Thankfully, for those who missed it, there is light at the end of the tunnel. Not only is it due for Blu-ray release in just a few months, but Malick is also talking about two further versions that he is preparing for release – one, an IMAX-exclusive addition, which is, essentially, a much longer expansion of the aforementioned Big Bang segment; and the second, a whopping 6 hour cut, which I can only assume must be intended for home audiences. It shouldn’t come as too much of a surprise, especially to those who know his work, as the less-than-two-and-a-half-hour runtime of Tree of Life seemed shockingly short for a Malick movie. He clearly had a back-up plan.
As stated, some will find it hard to even make it through the whole of The Tree of Life; some will walk out within half an hour, others will yawn their way to the end and then wonder what all the fuss was about. Well, it’s no fuss really, it’s just glorious majesty; beautiful moving images, at once disconnected from the contemplative narration that plays over them, yet also bound to it by themes and feelings. Yes, it’s all about feelings; about the experience. I’ve stated it before: you don’t watch a Terrence Malick film, you absorb it. And for those who open up to The Tree of Life, there is so much to experience; so much to engage with and relate to, and just plain behold. He can make the glass skyscrapers in the Big City look more beautiful than you could ever imagine; he can capture a flock of hundreds and hundreds of birds moving in a stunning, other-worldly wave through the orange-gold sky – a pure force of nature; and he can back his visual style and imagery up with a remarkably weighty substance, and with carefully, perfectly chosen words, so that the whole experience will resonate within your very core. Behold, The Tree of Life.

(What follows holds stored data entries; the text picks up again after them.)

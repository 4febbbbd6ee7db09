//! Trading calendar, market hours, and the canonical intraday index.
//!
//! The calendar decides which dates are sessions; market hours fix the
//! daily open/close in the exchange timezone; the index builder combines
//! both with a bar interval into the canonical timestamp grid.

pub mod hours;
pub mod index;

pub use hours::MarketHours;
pub use index::CanonicalIndex;

use chrono::{Datelike, NaiveDate, NaiveTime, Weekday};
use serde::{Deserialize, Serialize};
use std::collections::BTreeSet;
use thiserror::Error;

/// Invalid interval, hours, or configuration. Fatal: raised before any fetch.
#[derive(Debug, Error, PartialEq)]
pub enum ConfigError {
    #[error("interval must be positive, got {secs}s")]
    NonPositiveInterval { secs: i64 },

    #[error("interval {secs}s is longer than one day")]
    IntervalTooLong { secs: i64 },

    #[error("market open {open} must be before close {close}")]
    InvalidHours { open: NaiveTime, close: NaiveTime },

    #[error("invalid configuration: {0}")]
    Invalid(String),
}

/// Oracle for which calendar dates are trading sessions.
pub trait TradingCalendar: Send + Sync {
    fn is_trading_day(&self, date: NaiveDate) -> bool;

    /// Trading days in `[start, end)`, ascending.
    fn trading_days(&self, start: NaiveDate, end: NaiveDate) -> Vec<NaiveDate> {
        start
            .iter_days()
            .take_while(|d| *d < end)
            .filter(|d| self.is_trading_day(*d))
            .collect()
    }
}

fn is_weekend(date: NaiveDate) -> bool {
    matches!(date.weekday(), Weekday::Sat | Weekday::Sun)
}

/// Monday through Friday, no holidays.
#[derive(Debug, Clone, Copy, Default)]
pub struct WeekdayCalendar;

impl TradingCalendar for WeekdayCalendar {
    fn is_trading_day(&self, date: NaiveDate) -> bool {
        !is_weekend(date)
    }
}

/// Weekdays minus an explicit holiday list.
#[derive(Debug, Clone, Serialize, Deserialize)]
pub struct HolidayCalendar {
    holidays: BTreeSet<NaiveDate>,
    weekends_closed: bool,
}

impl HolidayCalendar {
    pub fn new(holidays: impl IntoIterator<Item = NaiveDate>) -> Self {
        Self {
            holidays: holidays.into_iter().collect(),
            weekends_closed: true,
        }
    }

    /// Treat Saturdays and Sundays as sessions too (only holidays are closed).
    pub fn with_weekends_open(mut self) -> Self {
        self.weekends_closed = false;
        self
    }

    pub fn holidays(&self) -> &BTreeSet<NaiveDate> {
        &self.holidays
    }
}

impl Default for HolidayCalendar {
    fn default() -> Self {
        Self::new([])
    }
}

impl TradingCalendar for HolidayCalendar {
    fn is_trading_day(&self, date: NaiveDate) -> bool {
        !(self.weekends_closed && is_weekend(date)) && !self.holidays.contains(&date)
    }
}
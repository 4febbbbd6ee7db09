//! Update run report and progress callbacks.

use barstore_core::domain::ColumnKey;
use barstore_core::store::MergeReport;
use std::fmt;

/// Pipeline stage at which a ticker was dropped.
#[derive(Debug, Clone, Copy, PartialEq, Eq)]
pub enum FailureStage {
    Fetch,
    Align,
}

impl fmt::Display for FailureStage {
    fn fmt(&self, f: &mut fmt::Formatter<'_>) -> fmt::Result {
        match self {
            FailureStage::Fetch => f.write_str("fetch"),
            FailureStage::Align => f.write_str("align"),
        }
    }
}

/// A ticker that made it into the combined frame.
#[derive(Debug, Clone, PartialEq)]
pub struct TickerSuccess {
    pub ticker: String,
    /// Grid rows with at least one observed field.
    pub observed_rows: usize,
    /// Cells produced by gap-fill, summed over the five fields.
    pub filled_cells: usize,
}

/// A ticker excluded from this run.
#[derive(Debug, Clone, PartialEq)]
pub struct TickerFailure {
    pub ticker: String,
    pub stage: FailureStage,
    pub reason: String,
}

/// Outcome of one `update_store` call.
#[derive(Debug, Clone, PartialEq, Default)]
pub struct UpdateReport {
    /// Rows in the canonical index after dropping sessions with no data.
    pub index_rows: usize,
    pub sessions: usize,
    pub succeeded: Vec<TickerSuccess>,
    pub failed: Vec<TickerFailure>,
    /// `None` when no ticker produced data and the store was not touched.
    pub merge: Option<MergeReport>,
}

impl UpdateReport {
    pub fn rows_appended(&self) -> usize {
        self.merge.as_ref().map_or(0, |m| m.rows_appended)
    }

    pub fn store_created(&self) -> bool {
        self.merge.as_ref().is_some_and(|m| m.created)
    }

    pub fn columns_added(&self) -> &[ColumnKey] {
        self.merge
            .as_ref()
            .map(|m| m.columns_added.as_slice())
            .unwrap_or_default()
    }

    pub fn has_failures(&self) -> bool {
        !self.failed.is_empty()
    }
}

/// Progress callbacks for an update run.
pub trait UpdateProgress: Send + Sync {
    /// Called once per ticker after it is aligned or dropped.
    fn on_ticker(&self, ticker: &str, result: &Result<TickerSuccess, TickerFailure>);

    /// Called after the store merge.
    fn on_merge(&self, report: &MergeReport);
}

/// Progress reporter that writes through `tracing`.
pub struct LogProgress;

impl UpdateProgress for LogProgress {
    fn on_ticker(&self, ticker: &str, result: &Result<TickerSuccess, TickerFailure>) {
        match result {
            Ok(ok) => tracing::info!(
                ticker,
                observed = ok.observed_rows,
                filled = ok.filled_cells,
                "ticker aligned"
            ),
            Err(fail) => tracing::warn!(
                ticker,
                stage = %fail.stage,
                reason = %fail.reason,
                "ticker excluded"
            ),
        }
    }

    fn on_merge(&self, report: &MergeReport) {
        tracing::info!(
            created = report.created,
            appended = report.rows_appended,
            rows = report.rows_after,
            "store updated"
        );
    }
}

#[cfg(test)]
mod tests {
    use super::*;

    #[test]
    fn empty_report_has_no_merge() {
        let report = UpdateReport::default();
        assert_eq!(report.rows_appended(), 0);
        assert!(!report.store_created());
        assert!(report.columns_added().is_empty());
        assert!(!report.has_failures());
    }

    #[test]
    fn merge_counts_pass_through() {
        let report = UpdateReport {
            merge: Some(MergeReport {
                created: true,
                rows_before: 0,
                rows_appended: 78,
                rows_after: 78,
                columns_added: vec![ColumnKey::new("SPY", barstore_core::domain::Field::Close)],
                written: true,
            }),
            failed: vec![TickerFailure {
                ticker: "BAD".into(),
                stage: FailureStage::Fetch,
                reason: "symbol not found".into(),
            }],
            ..Default::default()
        };
        assert_eq!(report.rows_appended(), 78);
        assert!(report.store_created());
        assert_eq!(report.columns_added().len(), 1);
        assert!(report.has_failures());
    }
}
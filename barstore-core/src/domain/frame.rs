//! Wide multi-ticker bar frame: one timestamp axis, one column per (ticker, field).
//!
//! The same type carries a freshly combined update and the persisted store
//! contents. Cells are `Option<f64>`; a combined frame never has nulls, a
//! store may have nulls only in columns added by schema widening.

use super::field::ColumnKey;
use chrono::{DateTime, Utc};
use std::collections::{BTreeMap, BTreeSet};
use thiserror::Error;

#[derive(Debug, Error, PartialEq)]
pub enum FrameError {
    #[error("timestamps not strictly increasing at row {row}: {prev} >= {next}")]
    NotStrictlyIncreasing {
        row: usize,
        prev: DateTime<Utc>,
        next: DateTime<Utc>,
    },

    #[error("column {key} has {actual} rows, expected {expected}")]
    LengthMismatch {
        key: String,
        expected: usize,
        actual: usize,
    },
}

/// Multi-ticker frame keyed by (timestamp, ticker, field).
#[derive(Debug, Clone, PartialEq, Default)]
pub struct BarFrame {
    timestamps: Vec<DateTime<Utc>>,
    columns: BTreeMap<ColumnKey, Vec<Option<f64>>>,
}

impl BarFrame {
    /// Build a frame, checking the timestamp axis is strictly increasing and
    /// every column has one cell per timestamp.
    pub fn new(
        timestamps: Vec<DateTime<Utc>>,
        columns: BTreeMap<ColumnKey, Vec<Option<f64>>>,
    ) -> Result<Self, FrameError> {
        for (row, pair) in timestamps.windows(2).enumerate() {
            if pair[0] >= pair[1] {
                return Err(FrameError::NotStrictlyIncreasing {
                    row: row + 1,
                    prev: pair[0],
                    next: pair[1],
                });
            }
        }
        for (key, cells) in &columns {
            if cells.len() != timestamps.len() {
                return Err(FrameError::LengthMismatch {
                    key: key.to_string(),
                    expected: timestamps.len(),
                    actual: cells.len(),
                });
            }
        }
        Ok(Self {
            timestamps,
            columns,
        })
    }

    /// Number of rows (timestamps).
    pub fn height(&self) -> usize {
        self.timestamps.len()
    }

    /// Number of (ticker, field) columns.
    pub fn width(&self) -> usize {
        self.columns.len()
    }

    pub fn is_empty(&self) -> bool {
        self.timestamps.is_empty()
    }

    pub fn timestamps(&self) -> &[DateTime<Utc>] {
        &self.timestamps
    }

    pub fn columns(&self) -> &BTreeMap<ColumnKey, Vec<Option<f64>>> {
        &self.columns
    }

    pub fn column(&self, key: &ColumnKey) -> Option<&[Option<f64>]> {
        self.columns.get(key).map(|c| c.as_slice())
    }

    pub fn column_keys(&self) -> BTreeSet<ColumnKey> {
        self.columns.keys().cloned().collect()
    }

    /// Distinct tickers, sorted.
    pub fn tickers(&self) -> Vec<String> {
        let set: BTreeSet<&str> = self.columns.keys().map(|k| k.ticker.as_str()).collect();
        set.into_iter().map(String::from).collect()
    }

    /// Row index of a timestamp, if present.
    pub fn row_of(&self, ts: DateTime<Utc>) -> Option<usize> {
        self.timestamps.binary_search(&ts).ok()
    }

    /// Cell value at (timestamp, column). `None` if absent or null.
    pub fn value(&self, ts: DateTime<Utc>, key: &ColumnKey) -> Option<f64> {
        let row = self.row_of(ts)?;
        self.columns.get(key)?.get(row).copied().flatten()
    }

    /// Total number of null cells.
    pub fn null_count(&self) -> usize {
        self.columns
            .values()
            .map(|c| c.iter().filter(|v| v.is_none()).count())
            .sum()
    }

    pub fn first_timestamp(&self) -> Option<DateTime<Utc>> {
        self.timestamps.first().copied()
    }

    pub fn last_timestamp(&self) -> Option<DateTime<Utc>> {
        self.timestamps.last().copied()
    }

    pub fn into_parts(self) -> (Vec<DateTime<Utc>>, BTreeMap<ColumnKey, Vec<Option<f64>>>) {
        (self.timestamps, self.columns)
    }
}

#[cfg(test)]
mod tests {
    use super::*;
    use crate::domain::Field;

    fn ts(secs: i64) -> DateTime<Utc> {
        DateTime::from_timestamp(secs, 0).unwrap()
    }

    fn close_column(ticker: &str, values: &[f64]) -> (ColumnKey, Vec<Option<f64>>) {
        (
            ColumnKey::new(ticker, Field::Close),
            values.iter().copied().map(Some).collect(),
        )
    }

    #[test]
    fn rejects_unsorted_axis() {
        let err = BarFrame::new(vec![ts(10), ts(5)], BTreeMap::new()).unwrap_err();
        assert!(matches!(err, FrameError::NotStrictlyIncreasing { row: 1, .. }));
    }

    #[test]
    fn rejects_duplicate_timestamps() {
        assert!(BarFrame::new(vec![ts(10), ts(10)], BTreeMap::new()).is_err());
    }

    #[test]
    fn rejects_short_column() {
        let columns = BTreeMap::from([close_column("SPY", &[1.0])]);
        let err = BarFrame::new(vec![ts(1), ts(2)], columns).unwrap_err();
        assert!(matches!(
            err,
            FrameError::LengthMismatch {
                expected: 2,
                actual: 1,
                ..
            }
        ));
    }

    #[test]
    fn lookup_by_timestamp_and_key() {
        let columns = BTreeMap::from([close_column("SPY", &[1.0, 2.0]), close_column("QQQ", &[3.0, 4.0])]);
        let frame = BarFrame::new(vec![ts(1), ts(2)], columns).unwrap();

        assert_eq!(frame.height(), 2);
        assert_eq!(frame.width(), 2);
        assert_eq!(frame.tickers(), vec!["QQQ".to_string(), "SPY".to_string()]);
        assert_eq!(frame.value(ts(2), &ColumnKey::new("SPY", Field::Close)), Some(2.0));
        assert_eq!(frame.value(ts(3), &ColumnKey::new("SPY", Field::Close)), None);
        assert_eq!(frame.null_count(), 0);
    }
}
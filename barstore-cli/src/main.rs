//! Barstore CLI: incremental intraday bar store maintenance.
//!
//! Commands:
//! - `update`: fetch tickers over a date range and merge them into the store
//! - `status`: report store metadata (rows, tickers, time range)
//! - `init-config`: write a default TOML update config

use anyhow::{bail, Context, Result};
use barstore_core::calendar::MarketHours;
use barstore_core::data::{
    BarProvider, CachingProvider, CircuitBreaker, SessionCache, SyntheticProvider, YahooProvider,
};
use barstore_core::domain::Interval;
use barstore_core::store::{BarStore, MergeReport, SchemaPolicy, StoreMeta};
use barstore_runner::{
    update_store, TickerFailure, TickerSuccess, UpdateConfig, UpdateProgress, UpdateReport,
    UpdateRequest,
};
use chrono::NaiveDate;
use clap::{Parser, Subcommand};
use std::path::{Path, PathBuf};
use std::sync::Arc;
use tracing_subscriber::EnvFilter;

#[derive(Parser)]
#[command(
    name = "barstore",
    about = "Barstore CLI: incremental intraday bar store"
)]
struct Cli {
    #[command(subcommand)]
    command: Commands,
}

#[derive(Subcommand)]
enum Commands {
    /// Fetch tickers and merge them into the store.
    Update {
        /// Tickers to fetch (e.g., SPY QQQ). Defaults to the config universe.
        tickers: Vec<String>,

        /// First session date (YYYY-MM-DD). Defaults to 5 days ago.
        #[arg(long)]
        start: Option<String>,

        /// Last session date, exclusive (YYYY-MM-DD). Defaults to tomorrow.
        #[arg(long)]
        end: Option<String>,

        /// Path to a TOML update config.
        #[arg(long)]
        config: Option<PathBuf>,

        /// Store path. Overrides the config.
        #[arg(long)]
        store: Option<PathBuf>,

        /// Bar interval (e.g., 1m, 5m, 1h). Overrides the config.
        #[arg(long)]
        interval: Option<Interval>,

        /// Schema policy for new tickers: widen or strict. Overrides the config.
        #[arg(long)]
        schema_policy: Option<SchemaPolicy>,

        /// Per-session download cache directory. Overrides the config.
        #[arg(long, conflicts_with = "no_cache")]
        cache_dir: Option<PathBuf>,

        /// Always download, ignoring any configured cache.
        #[arg(long, default_value_t = false)]
        no_cache: bool,

        /// Use the offline synthetic provider instead of Yahoo (never cached).
        #[arg(long, default_value_t = false)]
        synthetic: bool,

        /// Fetch tickers one at a time.
        #[arg(long, default_value_t = false)]
        sequential: bool,
    },
    /// Report store rows, tickers, and time range.
    Status {
        /// Store path.
        #[arg(long)]
        store: Option<PathBuf>,

        /// Take the store path from a TOML update config.
        #[arg(long)]
        config: Option<PathBuf>,
    },
    /// Write a default TOML update config.
    InitConfig {
        /// Output path.
        #[arg(default_value = "barstore.toml")]
        path: PathBuf,
    },
}

fn main() -> Result<()> {
    tracing_subscriber::fmt()
        .with_env_filter(
            EnvFilter::try_from_default_env().unwrap_or_else(|_| EnvFilter::new("info")),
        )
        .with_writer(std::io::stderr)
        .init();

    let cli = Cli::parse();

    match cli.command {
        Commands::Update {
            tickers,
            start,
            end,
            config,
            store,
            interval,
            schema_policy,
            cache_dir,
            no_cache,
            synthetic,
            sequential,
        } => {
            let overrides = UpdateOverrides {
                tickers,
                store,
                interval,
                schema_policy,
                cache_dir,
                no_cache,
                parallel: !sequential,
            };
            run_update(config.as_deref(), overrides, start, end, synthetic)
        }
        Commands::Status { store, config } => run_status(store, config.as_deref()),
        Commands::InitConfig { path } => run_init_config(&path),
    }
}

/// Command-line values that take precedence over the config file.
struct UpdateOverrides {
    tickers: Vec<String>,
    store: Option<PathBuf>,
    interval: Option<Interval>,
    schema_policy: Option<SchemaPolicy>,
    cache_dir: Option<PathBuf>,
    no_cache: bool,
    parallel: bool,
}

fn run_update(
    config_path: Option<&Path>,
    overrides: UpdateOverrides,
    start: Option<String>,
    end: Option<String>,
    synthetic: bool,
) -> Result<()> {
    let config = match config_path {
        Some(path) => UpdateConfig::from_file(path)
            .with_context(|| format!("loading config {}", path.display()))?,
        None => UpdateConfig::default_us(),
    };

    let today = chrono::Local::now().date_naive();
    let start_date = parse_date(start.as_deref())?.unwrap_or(today - chrono::Duration::days(5));
    let end_date = parse_date(end.as_deref())?.unwrap_or(today + chrono::Duration::days(1));

    let mut req = UpdateRequest::from_config(&config, start_date, end_date);
    if !overrides.tickers.is_empty() {
        req.tickers = overrides.tickers.into_iter().collect();
    }
    if let Some(store) = overrides.store {
        req.store_path = store;
    }
    if let Some(interval) = overrides.interval {
        req.interval = interval;
    }
    if let Some(policy) = overrides.schema_policy {
        req.schema_policy = policy;
    }
    req.parallel = overrides.parallel;

    if req.tickers.is_empty() {
        bail!("no tickers given and the config universe is empty");
    }

    tracing::debug!(
        tickers = req.tickers.len(),
        store = %req.store_path.display(),
        synthetic,
        "update request"
    );
    let calendar = config.calendar();
    let mut provider = build_provider(req.hours, synthetic)?;
    let cache_dir = if overrides.no_cache || synthetic {
        None
    } else {
        overrides.cache_dir.or_else(|| config.store.cache_dir.clone())
    };
    if let Some(dir) = cache_dir {
        tracing::debug!(cache = %dir.display(), "using session cache");
        provider = Box::new(CachingProvider::new(
            provider,
            SessionCache::new(dir),
            req.hours,
            Arc::new(config.calendar()),
        ));
    }
    let report = update_store(&req, provider.as_ref(), &calendar, &StdoutProgress)?;

    print_report(&report, &req.store_path);

    if report.has_failures() {
        for fail in &report.failed {
            eprintln!("Error for {}: {} ({})", fail.ticker, fail.reason, fail.stage);
        }
        std::process::exit(1);
    }

    Ok(())
}

fn build_provider(hours: MarketHours, synthetic: bool) -> Result<Box<dyn BarProvider>> {
    if synthetic {
        return Ok(Box::new(SyntheticProvider::new(hours)));
    }
    let circuit_breaker = Arc::new(CircuitBreaker::default_provider());
    Ok(Box::new(YahooProvider::new(circuit_breaker, hours.timezone)?))
}

fn parse_date(value: Option<&str>) -> Result<Option<NaiveDate>> {
    value
        .map(|s| {
            NaiveDate::parse_from_str(s, "%Y-%m-%d")
                .with_context(|| format!("invalid date '{s}', expected YYYY-MM-DD"))
        })
        .transpose()
}

fn print_report(report: &UpdateReport, store_path: &Path) {
    println!("\n=== Update Summary ===");
    println!("Store:       {}", store_path.display());
    println!("Sessions:    {}", report.sessions);
    println!("Index rows:  {}", report.index_rows);
    println!(
        "Tickers:     {} succeeded, {} failed",
        report.succeeded.len(),
        report.failed.len()
    );
    match &report.merge {
        Some(merge) if merge.created => {
            println!("Created store with {} rows", merge.rows_after);
        }
        Some(merge) if merge.written => {
            println!(
                "Appended {} rows ({} -> {})",
                merge.rows_appended, merge.rows_before, merge.rows_after
            );
        }
        Some(_) => println!("Store already up to date"),
        None => println!("Store not touched"),
    }
    let added = report.columns_added();
    if !added.is_empty() {
        let names: Vec<String> = added.iter().map(|k| k.to_string()).collect();
        println!("New columns: {}", names.join(", "));
    }
}

fn run_status(store: Option<PathBuf>, config_path: Option<&Path>) -> Result<()> {
    let path = match (store, config_path) {
        (Some(path), _) => path,
        (None, Some(config)) => UpdateConfig::from_file(config)?.store.path,
        (None, None) => UpdateConfig::default_us().store.path,
    };
    let store = BarStore::new(&path);

    if !store.exists() {
        println!("Store does not exist: {}", path.display());
        return Ok(());
    }

    let meta = match store.read_meta()? {
        Some(meta) => meta,
        None => {
            // No sidecar: fall back to reading the data itself
            let loaded = store
                .load()?
                .context("store disappeared while reading status")?;
            println!("Store: {} (no metadata sidecar)", path.display());
            println!("Rows:    {}", loaded.frame.height());
            println!("Tickers: {}", loaded.frame.tickers().join(", "));
            print_range(loaded.frame.first_timestamp(), loaded.frame.last_timestamp());
            return Ok(());
        }
    };

    print_meta(&path, &meta);
    Ok(())
}

fn print_meta(path: &Path, meta: &StoreMeta) {
    println!("Store: {}", path.display());
    println!("Timezone: {}", meta.timezone);
    println!("Interval: {}", meta.interval);
    println!("Rows:     {}", meta.row_count);
    println!("Tickers:  {} ({})", meta.tickers.len(), meta.tickers.join(", "));
    print_range(meta.first_timestamp, meta.last_timestamp);
    println!("Updated:  {}", meta.updated_at.format("%Y-%m-%d %H:%M:%S UTC"));
}

fn print_range(
    first: Option<chrono::DateTime<chrono::Utc>>,
    last: Option<chrono::DateTime<chrono::Utc>>,
) {
    match (first, last) {
        (Some(first), Some(last)) => println!("Range:    {first} .. {last}"),
        _ => println!("Range:    (empty)"),
    }
}

fn run_init_config(path: &Path) -> Result<()> {
    if path.exists() {
        bail!("{} already exists, refusing to overwrite", path.display());
    }
    let toml = UpdateConfig::default_us().to_toml()?;
    std::fs::write(path, toml).with_context(|| format!("writing {}", path.display()))?;
    println!("Wrote default config to {}", path.display());
    Ok(())
}

/// Progress reporter that prints one line per ticker.
struct StdoutProgress;

impl UpdateProgress for StdoutProgress {
    fn on_ticker(&self, ticker: &str, result: &Result<TickerSuccess, TickerFailure>) {
        match result {
            Ok(ok) => println!(
                "  OK: {ticker} ({} bars observed, {} cells filled)",
                ok.observed_rows, ok.filled_cells
            ),
            Err(fail) => println!("  FAIL: {ticker}: {} ({})", fail.reason, fail.stage),
        }
    }

    fn on_merge(&self, report: &MergeReport) {
        if report.written {
            println!("Merged: +{} rows", report.rows_appended);
        }
    }
}

#[cfg(test)]
mod tests {
    use super::*;
    use clap::CommandFactory;

    #[test]
    fn cli_definition_is_consistent() {
        Cli::command().debug_assert();
    }

    #[test]
    fn update_flags_parse() {
        let cli = Cli::try_parse_from([
            "barstore",
            "update",
            "SPY",
            "QQQ",
            "--interval",
            "15m",
            "--schema-policy",
            "strict",
            "--synthetic",
        ])
        .unwrap();
        match cli.command {
            Commands::Update {
                tickers,
                interval,
                schema_policy,
                synthetic,
                sequential,
                ..
            } => {
                assert_eq!(tickers, vec!["SPY", "QQQ"]);
                assert_eq!(interval, Some(Interval::minutes(15)));
                assert_eq!(schema_policy, Some(SchemaPolicy::Strict));
                assert!(synthetic);
                assert!(!sequential);
            }
            _ => panic!("expected update"),
        }
    }

    #[test]
    fn cache_flags_are_exclusive() {
        let cli =
            Cli::try_parse_from(["barstore", "update", "SPY", "--cache-dir", "cache"]).unwrap();
        match cli.command {
            Commands::Update {
                cache_dir,
                no_cache,
                ..
            } => {
                assert_eq!(cache_dir, Some(PathBuf::from("cache")));
                assert!(!no_cache);
            }
            _ => panic!("expected update"),
        }
        assert!(Cli::try_parse_from([
            "barstore",
            "update",
            "--cache-dir",
            "cache",
            "--no-cache"
        ])
        .is_err());
    }

    #[test]
    fn bad_interval_is_rejected() {
        assert!(Cli::try_parse_from(["barstore", "update", "--interval", "5s"]).is_err());
    }

    #[test]
    fn parse_date_accepts_iso_only() {
        assert_eq!(
            parse_date(Some("2024-01-02")).unwrap(),
            NaiveDate::from_ymd_opt(2024, 1, 2)
        );
        assert!(parse_date(Some("01/02/2024")).is_err());
        assert_eq!(parse_date(None).unwrap(), None);
    }

    #[test]
    fn init_config_refuses_to_overwrite() {
        let dir = tempfile::tempdir().unwrap();
        let path = dir.path().join("barstore.toml");
        run_init_config(&path).unwrap();
        let parsed = UpdateConfig::from_file(&path).unwrap();
        assert_eq!(parsed, UpdateConfig::default_us());
        assert!(run_init_config(&path).is_err());
    }
}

The only way to be happy is to love. Unless you love, your life will flash by.
Dedicated to my grandfather, Rev. Dr. Ernest Samuel
“Where were you when I laid the earth’s foundation … while the morning stars sang together and all the sons of God shouted for joy?”
Terrence Malick’s existential exploration of faith, life, and the very world around us is a magnificent, eye-opening voyage which will leave you at once in awe of his majestic imagery, and also contemplative of your own life, and the lives of those around you. Offering up a non-linear snapshot-style narrative about an average family living in 50s America, his acute observations of life – and of human nature – will touch each and every viewer in a different way. It’s a very personal odyssey, a unique experience, a bold and daring film project, and an unquestionable masterpiece. In a summer tainted by average weather, and average blockbusters, why not try a little food for thought instead?